O facto de ser natural de Lagos contribuiu para a missão que lhe foi confiada pelo Infante, cuja importância no tempo era muito superior à que podemos imaginar hoje em dia. O Cabo Bojador não é um cabo difícil de passar, não é nenhum Cabo Horn, Cabo Vilain ou mesmo Cabo de São Vicente. Só que tem baixios e tem de ser passado ao largo. Isso acontece também com o Cabo Trafalgar. Nesse tempo, em que a navegação era feita muito próximo da costa, este facto podia ser um obstáculo. A vaga curta, desfazendo-se nos baixios dava a impressão de água a ferver. Mas não seria essa a principal dificuldade. Os homens têm menos medo daquilo que vêem, embora lhes pareça pavoroso, do que daquilo que não vêem e que lhes é sugerido através de mitos e lendas. Os monstros invisíveis, o fim do mundo, o calor que queimava os barcos, tudo isso, na crença dos marinheiros, eram os principais obstáculos. Só um espírito bem forte, como o do Infante e talvez melhor informado é que podia desfazer as crenças. E só a um homem especial é que podia confiar essa missão.

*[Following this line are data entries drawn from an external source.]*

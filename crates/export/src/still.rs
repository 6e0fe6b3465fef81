//! Single image export

use crate::{ExportConfig, ExportError, ExportResult};
use image::{DynamicImage, ImageFormat, RgbaImage};
use std::path::{Path, PathBuf};

/// Still image exporter
#[derive(Debug, Clone, Default)]
pub struct ImageExporter {
    config: ExportConfig,
}

impl ImageExporter {
    pub fn new(config: ExportConfig) -> Self {
        Self { config }
    }

    /// Path the image will actually be written to
    pub fn resolve_path(&self, path: &Path) -> PathBuf {
        if path.extension().is_some() {
            path.to_path_buf()
        } else {
            path.with_extension(&self.config.default_extension)
        }
    }

    /// Encode `image` in the format implied by the path's extension
    pub fn save(&self, image: RgbaImage, path: &Path) -> ExportResult<PathBuf> {
        let path = self.resolve_path(path);
        let format = ImageFormat::from_path(&path)
            .map_err(|_| ExportError::UnsupportedFormat(path.clone()))?;
        if !format.can_write() {
            return Err(ExportError::UnsupportedFormat(path));
        }

        if let Some(parent) = path.parent().filter(|p| !p.as_os_str().is_empty()) {
            std::fs::create_dir_all(parent)?;
        }

        let image = DynamicImage::ImageRgba8(image);
        if keeps_alpha(format) {
            image.save_with_format(&path, format)?;
        } else {
            image.to_rgb8().save_with_format(&path, format)?;
        }

        log::info!("Wrote {} ({:?})", path.display(), format);
        Ok(path)
    }
}

fn keeps_alpha(format: ImageFormat) -> bool {
    !matches!(format, ImageFormat::Jpeg | ImageFormat::Pnm)
}
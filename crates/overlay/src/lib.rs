//! Overlay module for RegionShot
//!
//! Provides the translucent full-screen overlay used to draw, move and
//! capture a single region.

pub mod render;
pub mod selection;
pub mod window;

pub use selection::{
    Direction, DimensionLabel, OverlayKey, Point, Region, RegionSelector, SelectionState,
    SelectorAction, SelectorEvent,
};
pub use window::{OverlayFrame, OverlayWindow, ScreenMapping};
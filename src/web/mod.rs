//! Minimal web surface: a static page and a JSON endpoint for today's forecast.

pub mod handlers;

use crate::daily_forecast::DailyForecast;
use axum::{routing::get, Router};
use log::{info, warn};
use std::sync::Arc;
use tokio::net::TcpListener;

/// Shared state handed to every handler.
#[derive(Clone)]
pub struct AppState {
    pub forecast: Arc<DailyForecast>,
}

impl AppState {
    pub fn new(forecast: DailyForecast) -> Self {
        Self {
            forecast: Arc::new(forecast),
        }
    }
}

/// Create the router with all routes
pub fn create_router(state: AppState) -> Router {
    Router::new()
        .route("/", get(handlers::index))
        .route("/api/weather", get(handlers::current_weather))
        .with_state(state)
}

/// Serves the router on `address` until Ctrl-C is received.
pub async fn serve(address: &str, state: AppState) -> std::io::Result<()> {
    let listener = TcpListener::bind(address).await?;
    info!("Serving forecast on http://{}", listener.local_addr()?);
    axum::serve(listener, create_router(state))
        .with_graceful_shutdown(shutdown_signal())
        .await
}

async fn shutdown_signal() {
    match tokio::signal::ctrl_c().await {
        Ok(()) => info!("Shutdown signal received, stopping server"),
        Err(e) => {
            warn!("Can't listen for Ctrl-C, serving until killed: {}", e);
            std::future::pending::<()>().await;
        }
    }
}
//! Contains the `ForecastTable` structure, the tabular result of transforming a forecast response.

use chrono::NaiveDate;
use polars::prelude::{Column, DataFrame, DataType};
use serde_json::{Map, Number, Value};
use std::fmt;

/// Name of the first column of every table.
pub const DATE_COLUMN: &str = "date";

/// Days between 0001-01-01 (CE) and 1970-01-01, the epoch polars stores dates against.
const EPOCH_DAYS_FROM_CE: i32 = 719_163;

/// One forecast day keyed by column name: `date` as `YYYY-MM-DD`, numbers, or `null`.
pub type ForecastRow = Map<String, Value>;

/// Why a requested variable's column holds only missing values.
#[derive(Debug, Clone, PartialEq, Eq)]
pub enum DegradationReason {
    /// The variable was not present under `daily`.
    Missing,
    /// The variable was present but not an array.
    NotASequence,
    /// The variable's array length differed from the `time` array.
    LengthMismatch { expected: usize, found: usize },
}

impl fmt::Display for DegradationReason {
    fn fmt(&self, f: &mut fmt::Formatter<'_>) -> fmt::Result {
        match self {
            DegradationReason::Missing => write!(f, "not found in response"),
            DegradationReason::NotASequence => write!(f, "not an array"),
            DegradationReason::LengthMismatch { expected, found } => {
                write!(f, "length {} does not match {} dates", found, expected)
            }
        }
    }
}

/// A variable whose column was filled with missing values instead of response data.
#[derive(Debug, Clone, PartialEq, Eq)]
pub struct DegradedColumn {
    /// The variable name as requested from the API.
    pub variable: String,
    /// The column name it was given in the table.
    pub column: String,
    pub reason: DegradationReason,
}

/// A daily forecast reshaped into a table: one row per forecast day, in the order returned
/// by the API.
///
/// The first column is always [`DATE_COLUMN`] (polars `Date`); every other column is a nullable
/// `Float64` named `"<variable> (<unit>)"`, or the bare variable name when the response had no
/// unit for it. Missing values are nulls, which are distinct from a present `0.0`.
///
/// Tables are produced by [`crate::ForecastTransformer::transform`] and are never mutated
/// afterwards.
///
/// # Examples
///
/// ```
/// use daily_forecast::ForecastTransformer;
/// use serde_json::json;
///
/// let transformer = ForecastTransformer::new(["temperature_2m_mean"]);
/// let raw = json!({
///     "daily": { "time": ["2024-01-01"], "temperature_2m_mean": [1.5] },
///     "daily_units": { "temperature_2m_mean": "°C" }
/// });
///
/// let table = transformer.transform(&raw)?;
/// let row = table.first_row().expect("one row");
/// assert_eq!(row["date"], json!("2024-01-01"));
/// assert_eq!(row["temperature_2m_mean (°C)"], json!(1.5));
/// # Ok::<(), daily_forecast::TransformError>(())
/// ```
#[derive(Debug, Clone)]
pub struct ForecastTable {
    frame: DataFrame,
    degraded: Vec<DegradedColumn>,
}

impl ForecastTable {
    pub(crate) fn new(frame: DataFrame, degraded: Vec<DegradedColumn>) -> Self {
        Self { frame, degraded }
    }

    /// The underlying polars `DataFrame`.
    pub fn frame(&self) -> &DataFrame {
        &self.frame
    }

    pub fn into_frame(self) -> DataFrame {
        self.frame
    }

    /// Number of forecast days.
    pub fn height(&self) -> usize {
        self.frame.height()
    }

    pub fn is_empty(&self) -> bool {
        self.frame.height() == 0
    }

    /// Column names in table order, starting with `date`.
    pub fn column_names(&self) -> Vec<String> {
        self.frame
            .get_column_names()
            .into_iter()
            .map(|name| name.to_string())
            .collect()
    }

    /// Columns that were filled with missing values, and why.
    pub fn degraded_columns(&self) -> &[DegradedColumn] {
        &self.degraded
    }

    /// The forecast dates, one per row.
    pub fn dates(&self) -> Vec<NaiveDate> {
        self.frame
            .column(DATE_COLUMN)
            .ok()
            .and_then(|column| column.date().ok())
            .map(|dates| {
                dates
                    .into_iter()
                    .filter_map(|days| days.and_then(days_to_date))
                    .collect()
            })
            .unwrap_or_default()
    }

    /// The values of a numeric column, `None` where the value is missing.
    ///
    /// Returns `None` if the table has no numeric column with that name.
    pub fn values(&self, column: &str) -> Option<Vec<Option<f64>>> {
        let values = self.frame.column(column).ok()?.f64().ok()?;
        Some(values.into_iter().collect())
    }

    /// The row at `index` as a flat JSON object, or `None` past the last row.
    pub fn row(&self, index: usize) -> Option<ForecastRow> {
        if index >= self.height() {
            return None;
        }
        let row = self
            .frame
            .get_columns()
            .iter()
            .map(|column| (column.name().to_string(), cell_value(column, index)))
            .collect();
        Some(row)
    }

    /// The first (current) forecast day.
    pub fn first_row(&self) -> Option<ForecastRow> {
        self.row(0)
    }

    /// Every row, in table order.
    pub fn rows(&self) -> Vec<ForecastRow> {
        (0..self.height()).filter_map(|index| self.row(index)).collect()
    }
}

impl fmt::Display for ForecastTable {
    fn fmt(&self, f: &mut fmt::Formatter<'_>) -> fmt::Result {
        write!(f, "{}", self.frame)
    }
}

fn days_to_date(days: i32) -> Option<NaiveDate> {
    days.checked_add(EPOCH_DAYS_FROM_CE)
        .and_then(NaiveDate::from_num_days_from_ce_opt)
}

fn cell_value(column: &Column, index: usize) -> Value {
    let value = match column.dtype() {
        DataType::Date => column
            .date()
            .ok()
            .and_then(|dates| dates.get(index))
            .and_then(days_to_date)
            .map(|date| Value::String(date.format("%Y-%m-%d").to_string())),
        _ => column
            .f64()
            .ok()
            .and_then(|values| values.get(index))
            .and_then(Number::from_f64)
            .map(Value::Number),
    };
    value.unwrap_or(Value::Null)
}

E não esqueçamos que, antes de 1434, ano em que depois de várias tentativas falhadas - há quem diga que foram doze - mas uma está documentada, o Bojador foi vencido, os portugueses já tinham ido por mar aberto aos Açores, em 1427, ao Porto Santo, em 1419, e até já tinham andado pelo Mar dos Sargaços, em data que se supõe ser anterior à descoberta dos Açores, visto que o Mar da Baga ou dos Sargaços já estava indicado na carta de André Bianco, datada de 1436. O que mostra que não foram problemas de navegação que impediram que o Cabo Tenebroso apresentasse tantas dificuldades, mas as grandes superstições desse tempo, que aliás ainda hoje se verificam em certas ocasiões e em certos meios.

Havia que encontrar o homem certo e o Infante buscou-o no meio certo, que era Lagos. Não bastava que fosse um bom capitão ou um bom piloto, teria que ser forte de corpo e de espírito. Houve quem dissesse que Gil Eanes dobrou o Bojador quando o medo do Infante ultrapassou o medo do Cabo. Mas, na realidade, o que aconteceu foi ter ultrapassado o seu próprio medo.

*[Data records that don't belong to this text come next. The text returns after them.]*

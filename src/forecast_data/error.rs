use polars::error::PolarsError;
use std::path::PathBuf;
use thiserror::Error;

#[derive(Debug, Error)]
pub enum FetchError {
    #[error("Failed to build HTTP client")]
    ClientBuild(#[source] reqwest::Error),

    #[error("Failed to build forecast request for {0}")]
    InvalidRequest(String, #[source] reqwest::Error),

    // Transport failures, including timeouts and body read errors
    #[error("Network request failed for {0}")]
    NetworkRequest(String, #[source] reqwest::Error),

    #[error("HTTP request failed for {url} with status {status}")]
    HttpStatus {
        url: String,
        status: reqwest::StatusCode,
        #[source]
        source: reqwest::Error,
    },

    #[error("Response from {url} is not valid JSON")]
    Decode {
        url: String,
        /// Start of the response body, for diagnostics.
        excerpt: String,
        #[source]
        source: serde_json::Error,
    },
}

#[derive(Debug, Error)]
pub enum TransformError {
    #[error("Expected a JSON object for a single location, got {found}")]
    UnexpectedShape { found: &'static str },

    #[error("Missing required key '{0}'")]
    MissingKey(&'static str),

    #[error("Key '{key}' must be an object, got {found}")]
    InvalidSection {
        key: &'static str,
        found: &'static str,
    },

    #[error("Missing 'time' data in 'daily'")]
    MissingTime,

    #[error("'daily.time' must be an array, got {found}")]
    InvalidTime { found: &'static str },

    #[error("Could not parse date {value} at row {index}")]
    DateParse { index: usize, value: String },

    #[error("Failed to assemble forecast table")]
    TableConstruction(#[source] PolarsError),
}

#[derive(Debug, Error)]
pub enum ExportError {
    #[error("Failed to create output directory '{0}'")]
    OutputDir(PathBuf, #[source] std::io::Error),

    #[error("I/O error writing '{0}'")]
    Io(PathBuf, #[source] std::io::Error),

    #[error("Encoding error writing CSV file '{0}'")]
    Csv(PathBuf, #[source] PolarsError),

    #[error("Encoding error writing JSON file '{0}'")]
    Json(PathBuf, #[source] serde_json::Error),
}
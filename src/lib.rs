pub mod config;
mod daily_forecast;
mod error;
mod forecast_data;
pub mod logging;
mod types;
pub mod web;

pub use daily_forecast::DailyForecast;
pub use error::ForecastError;

pub use config::{load_config, AppConfig, ConfigError};

pub use types::forecast_request::{ForecastRequest, LatLon, DEFAULT_DAILY_VARIABLES};
pub use types::forecast_table::{
    DegradationReason, DegradedColumn, ForecastRow, ForecastTable, DATE_COLUMN,
};

pub use forecast_data::error::{ExportError, FetchError, TransformError};
pub use forecast_data::exporter::{save_output_files, write_csv, write_json, ExportReport};
pub use forecast_data::fetcher::ForecastFetcher;
pub use forecast_data::transformer::ForecastTransformer;
//! This module provides the main entry point of the crate: a client that fetches the daily
//! forecast for one configured location and turns it into a [`ForecastTable`].

use crate::config::{ForecastSettings, DEFAULT_ENDPOINT, DEFAULT_TIMEOUT_SECS};
use crate::error::ForecastError;
use crate::forecast_data::error::TransformError;
use crate::forecast_data::fetcher::ForecastFetcher;
use crate::forecast_data::transformer::{json_type_name, ForecastTransformer};
use crate::types::forecast_request::ForecastRequest;
use crate::types::forecast_table::{DegradationReason, ForecastTable};
use bon::bon;
use log::{debug, error, info, warn};
use serde_json::Value;
use std::time::Duration;

/// The client for fetching and reshaping a daily forecast.
///
/// Each call to [`DailyForecast::fetch_table`] is a fresh, independent cycle: one HTTP request,
/// one transform, no caching. Failures are logged here and returned as [`ForecastError`]; the
/// caller decides what "no data" looks like to its users.
///
/// # Examples
///
/// ```no_run
/// # use daily_forecast::{DailyForecast, ForecastError, ForecastRequest, LatLon};
/// # #[tokio::main]
/// # async fn main() -> Result<(), ForecastError> {
/// let client = DailyForecast::builder()
///     .request(
///         ForecastRequest::builder()
///             .location(LatLon(45.5017, -73.5673))
///             .timezone("America/Toronto")
///             .build(),
///     )
///     .build()?;
///
/// let table = client.fetch_table().await?;
/// if let Some(today) = table.first_row() {
///     println!("{}", serde_json::to_string_pretty(&today).unwrap());
/// }
/// # Ok(())
/// # }
/// ```
pub struct DailyForecast {
    fetcher: ForecastFetcher,
    transformer: ForecastTransformer,
}

#[bon]
impl DailyForecast {
    /// Creates a client for `request` (default: the fixed Toronto request), querying
    /// `endpoint` (default: Open-Meteo's forecast API) with a `timeout` per request
    /// (default: 30 seconds).
    ///
    /// # Errors
    ///
    /// Returns [`ForecastError::Config`] if the request fails validation, and
    /// [`ForecastError::Fetch`] if the HTTP client can't be built.
    #[builder]
    pub fn new(
        #[builder(default)] request: ForecastRequest,
        #[builder(into, default = DEFAULT_ENDPOINT.to_string())] endpoint: String,
        #[builder(default = Duration::from_secs(DEFAULT_TIMEOUT_SECS))] timeout: Duration,
    ) -> Result<Self, ForecastError> {
        request.validate()?;
        let transformer = ForecastTransformer::for_request(&request);
        let fetcher = ForecastFetcher::new(request, &endpoint, timeout)?;
        Ok(Self {
            fetcher,
            transformer,
        })
    }

    /// Creates a client from the `[forecast]` section of the configuration file.
    pub fn from_settings(settings: &ForecastSettings) -> Result<Self, ForecastError> {
        Self::builder()
            .request(settings.to_request())
            .endpoint(settings.endpoint.clone())
            .timeout(settings.timeout())
            .build()
    }

    pub fn request(&self) -> &ForecastRequest {
        self.fetcher.request()
    }

    /// Fetches the raw forecast response without transforming it.
    pub async fn fetch_raw(&self) -> Result<Value, ForecastError> {
        Ok(self.fetcher.fetch().await?)
    }

    /// Transforms an already fetched response, logging what was degraded or rejected.
    pub fn transform(&self, raw: &Value) -> Result<ForecastTable, ForecastError> {
        debug!("Raw forecast data type received: {}", json_type_name(raw));
        if let Some(daily) = raw.get("daily").and_then(Value::as_object) {
            debug!(
                "Keys in daily forecast data: {:?}",
                daily.keys().collect::<Vec<_>>()
            );
        }
        if let Some(units) = raw.get("daily_units") {
            debug!("Found daily forecast units: {}", units);
        }

        let table = match self.transformer.transform(raw) {
            Ok(table) => table,
            Err(e) => {
                log_transform_error(&e, raw);
                return Err(e.into());
            }
        };

        for degraded in table.degraded_columns() {
            match degraded.reason {
                DegradationReason::Missing => warn!(
                    "Variable '{}' not found in forecast response. Column '{}' left empty.",
                    degraded.variable, degraded.column
                ),
                _ => error!(
                    "Invalid data for forecast variable '{}' ({}). Column '{}' left empty.",
                    degraded.variable, degraded.reason, degraded.column
                ),
            }
        }
        info!(
            "Processed {} days of forecast data into {} columns.",
            table.height(),
            table.frame().width()
        );
        debug!("Final forecast columns: {:?}", table.column_names());
        debug!("Final forecast table head:\n{}", table.frame().head(Some(5)));
        Ok(table)
    }

    /// Runs one full cycle: fetch, then transform.
    ///
    /// # Errors
    ///
    /// [`ForecastError::Fetch`] when no usable response arrived, [`ForecastError::Transform`]
    /// when the response could not be turned into a table. Both mean "no data".
    pub async fn fetch_table(&self) -> Result<ForecastTable, ForecastError> {
        let raw = match self.fetcher.fetch().await {
            Ok(raw) => raw,
            Err(e) => {
                error!("Failed to fetch forecast data: {}", e);
                return Err(e.into());
            }
        };
        self.transform(&raw)
    }
}

fn log_transform_error(e: &TransformError, raw: &Value) {
    error!("Invalid data from forecast API: {}", e);
    match e {
        TransformError::UnexpectedShape { found: "array" } => error!(
            "API returned a list. Only single-location responses are supported; \
             was the forecast requested for several coordinates?"
        ),
        TransformError::MissingKey(_) | TransformError::InvalidSection { .. } => {
            let content = raw.to_string();
            error!(
                "Content of data (first 500 chars): {}",
                content.chars().take(500).collect::<String>()
            );
        }
        _ => {}
    }
}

Afirmou o saudoso historiador algarvio, Dr. Alberto Iria que o Infante sabia muito bem que "só um marinheiro experimentado e da rija têmpera dos de Lagos, estaria à altura de tão singular façanha". De facto, se o Infante escolheu Lagos como porto de armamento dos seus barcos, foi devido a diversos factores, mas muito provavelmente o mais importante teria sido o factor humano. Aqui encontraria pilotos e calafates, marinheiros destemidos, endurecidos pelas lutas que tinham que travar amiúde com corsários e piratas, eles próprios praticando também o corso e a pirataria, além da pesca. Não encontrou só Gil Eanes mas muitos outros, Vicente Dias, Pero Alemão, Bicanço, Lançarote, Soeiro da Costa, alguns mais armadores ou capitães, outros mais pilotos, mas aquele que escolheu primeiro e a quem confiou a missão mais importante, foi Gil Eanes, natural e residente em Lagos, porque decerto apresentava as melhores condições para uma missão de tal importância. Por isso, o Dr. Alberto Iria afirma que não foi escolhido ao acaso, nem por ter ligações anteriores ao Infante e que não tem nada que ver com outros Gil Eanes que aparecem em documentos da época. Este continuou nas navegações ao serviço do Infante. Encontramo-lo logo a seguir na expedição de Afonso Baldaia e, mais tarde, a comandar uma das caravelas de Lançarote. Pena é que o lacobrigense mais importante da nossa História esteja representado numa pequena estátua envergonhada, no Jardim da Constituição e que na praça principal de Lagos, que tem o seu nome, esteja o Rei D. Sebastião, a quem Lagos deve de facto a sua elevação a cidade, mas que não colocou lagos na História Universal.